Saved data entries
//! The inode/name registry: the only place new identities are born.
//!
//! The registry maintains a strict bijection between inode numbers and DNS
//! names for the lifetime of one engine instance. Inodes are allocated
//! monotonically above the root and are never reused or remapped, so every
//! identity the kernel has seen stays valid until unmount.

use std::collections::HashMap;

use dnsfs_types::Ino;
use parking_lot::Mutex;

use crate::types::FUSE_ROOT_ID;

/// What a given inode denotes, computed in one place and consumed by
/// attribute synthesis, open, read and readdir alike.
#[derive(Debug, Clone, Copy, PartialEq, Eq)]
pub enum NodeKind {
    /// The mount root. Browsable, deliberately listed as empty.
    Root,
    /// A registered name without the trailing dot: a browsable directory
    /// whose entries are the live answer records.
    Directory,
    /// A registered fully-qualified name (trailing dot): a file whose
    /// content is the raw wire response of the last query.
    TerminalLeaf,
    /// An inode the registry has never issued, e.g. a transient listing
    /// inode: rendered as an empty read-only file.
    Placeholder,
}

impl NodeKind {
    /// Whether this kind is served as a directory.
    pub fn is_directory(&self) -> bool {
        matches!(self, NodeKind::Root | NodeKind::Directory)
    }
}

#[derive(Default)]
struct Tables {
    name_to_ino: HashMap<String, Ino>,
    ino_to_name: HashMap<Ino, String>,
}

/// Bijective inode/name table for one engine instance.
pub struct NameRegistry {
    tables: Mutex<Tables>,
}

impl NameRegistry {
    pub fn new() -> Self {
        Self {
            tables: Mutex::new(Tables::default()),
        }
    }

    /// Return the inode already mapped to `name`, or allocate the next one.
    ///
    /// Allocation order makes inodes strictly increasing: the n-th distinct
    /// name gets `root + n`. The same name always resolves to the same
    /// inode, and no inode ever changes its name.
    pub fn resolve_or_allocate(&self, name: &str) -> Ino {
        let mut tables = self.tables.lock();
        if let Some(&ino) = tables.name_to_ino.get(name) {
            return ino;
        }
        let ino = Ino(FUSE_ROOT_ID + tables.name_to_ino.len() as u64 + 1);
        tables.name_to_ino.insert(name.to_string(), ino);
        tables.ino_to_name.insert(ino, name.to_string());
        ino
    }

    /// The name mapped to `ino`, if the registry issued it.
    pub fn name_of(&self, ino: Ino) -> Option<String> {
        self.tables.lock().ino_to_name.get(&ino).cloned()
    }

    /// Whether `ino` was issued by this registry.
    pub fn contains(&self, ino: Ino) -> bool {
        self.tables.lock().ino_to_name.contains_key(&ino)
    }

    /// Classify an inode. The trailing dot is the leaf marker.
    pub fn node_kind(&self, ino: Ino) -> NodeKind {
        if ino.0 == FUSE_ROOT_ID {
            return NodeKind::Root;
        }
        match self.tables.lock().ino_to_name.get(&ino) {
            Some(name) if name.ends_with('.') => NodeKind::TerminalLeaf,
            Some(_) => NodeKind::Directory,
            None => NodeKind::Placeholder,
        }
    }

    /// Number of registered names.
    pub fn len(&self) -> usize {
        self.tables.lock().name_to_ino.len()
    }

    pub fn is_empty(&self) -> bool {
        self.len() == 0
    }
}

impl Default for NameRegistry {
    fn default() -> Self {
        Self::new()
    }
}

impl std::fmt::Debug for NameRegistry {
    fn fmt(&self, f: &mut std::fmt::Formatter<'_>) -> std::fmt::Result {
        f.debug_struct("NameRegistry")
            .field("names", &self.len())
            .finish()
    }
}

▶ _TASK PROMPT_
Every record is to be written out verbatim.

▶ _WORKED SOLUTION_
//! The inode/name registry: the only place new identities are born.
//!
//! The registry maintains a strict bijection between inode numbers and DNS
//! names for the lifetime of one engine instance. Inodes are allocated
//! monotonically above the root and are never reused or remapped, so every
//! identity the kernel has seen stays valid until unmount.

use std::collections::HashMap;

use dnsfs_types::Ino;
use parking_lot::Mutex;

use crate::types::FUSE_ROOT_ID;

/// What a given inode denotes, computed in one place and consumed by
/// attribute synthesis, open, read and readdir alike.
#[derive(Debug, Clone, Copy, PartialEq, Eq)]
pub enum NodeKind {
    /// The mount root. Browsable, deliberately listed as empty.
    Root,
    /// A registered name without the trailing dot: a browsable directory
    /// whose entries are the live answer records.
    Directory,
    /// A registered fully-qualified name (trailing dot): a file whose
    /// content is the raw wire response of the last query.
    TerminalLeaf,
    /// An inode the registry has never issued, e.g. a transient listing
    /// inode: rendered as an empty read-only file.
    Placeholder,
}

impl NodeKind {
    /// Whether this kind is served as a directory.
    pub fn is_directory(&self) -> bool {
        matches!(self, NodeKind::Root | NodeKind::Directory)
    }
}

#[derive(Default)]
struct Tables {
    name_to_ino: HashMap<String, Ino>,
    ino_to_name: HashMap<Ino, String>,
}

/// Bijective inode/name table for one engine instance.
pub struct NameRegistry {
    tables: Mutex<Tables>,
}

impl NameRegistry {
    pub fn new() -> Self {
        Self {
            tables: Mutex::new(Tables::default()),
        }
    }

    /// Return the inode already mapped to `name`, or allocate the next one.
    ///
    /// Allocation order makes inodes strictly increasing: the n-th distinct
    /// name gets `root + n`. The same name always resolves to the same
    /// inode, and no inode ever changes its name.
    pub fn resolve_or_allocate(&self, name: &str) -> Ino {
        let mut tables = self.tables.lock();
        if let Some(&ino) = tables.name_to_ino.get(name) {
            return ino;
        }
        let ino = Ino(FUSE_ROOT_ID + tables.name_to_ino.len() as u64 + 1);
        tables.name_to_ino.insert(name.to_string(), ino);
        tables.ino_to_name.insert(ino, name.to_string());
        ino
    }

    /// The name mapped to `ino`, if the registry issued it.
    pub fn name_of(&self, ino: Ino) -> Option<String> {
        self.tables.lock().ino_to_name.get(&ino).cloned()
    }

    /// Whether `ino` was issued by this registry.
    pub fn contains(&self, ino: Ino) -> bool {
        self.tables.lock().ino_to_name.contains_key(&ino)
    }

    /// Classify an inode. The trailing dot is the leaf marker.
    pub fn node_kind(&self, ino: Ino) -> NodeKind {
        if ino.0 == FUSE_ROOT_ID {
            return NodeKind::Root;
        }
        match self.tables.lock().ino_to_name.get(&ino) {
            Some(name) if name.ends_with('.') => NodeKind::TerminalLeaf,
            Some(_) => NodeKind::Directory,
            None => NodeKind::Placeholder,
        }
    }

    /// Number of registered names.
    pub fn len(&self) -> usize {
        self.tables.lock().name_to_ino.len()
    }

    pub fn is_empty(&self) -> bool {
        self.len() == 0
    }
}

impl Default for NameRegistry {
    fn default() -> Self {
        Self::new()
    }
}

impl std::fmt::Debug for NameRegistry {
    fn fmt(&self, f: &mut std::fmt::Formatter<'_>) -> std::fmt::Result {
        f.debug_struct("NameRegistry")
            .field("names", &self.len())
            .finish()
    }
}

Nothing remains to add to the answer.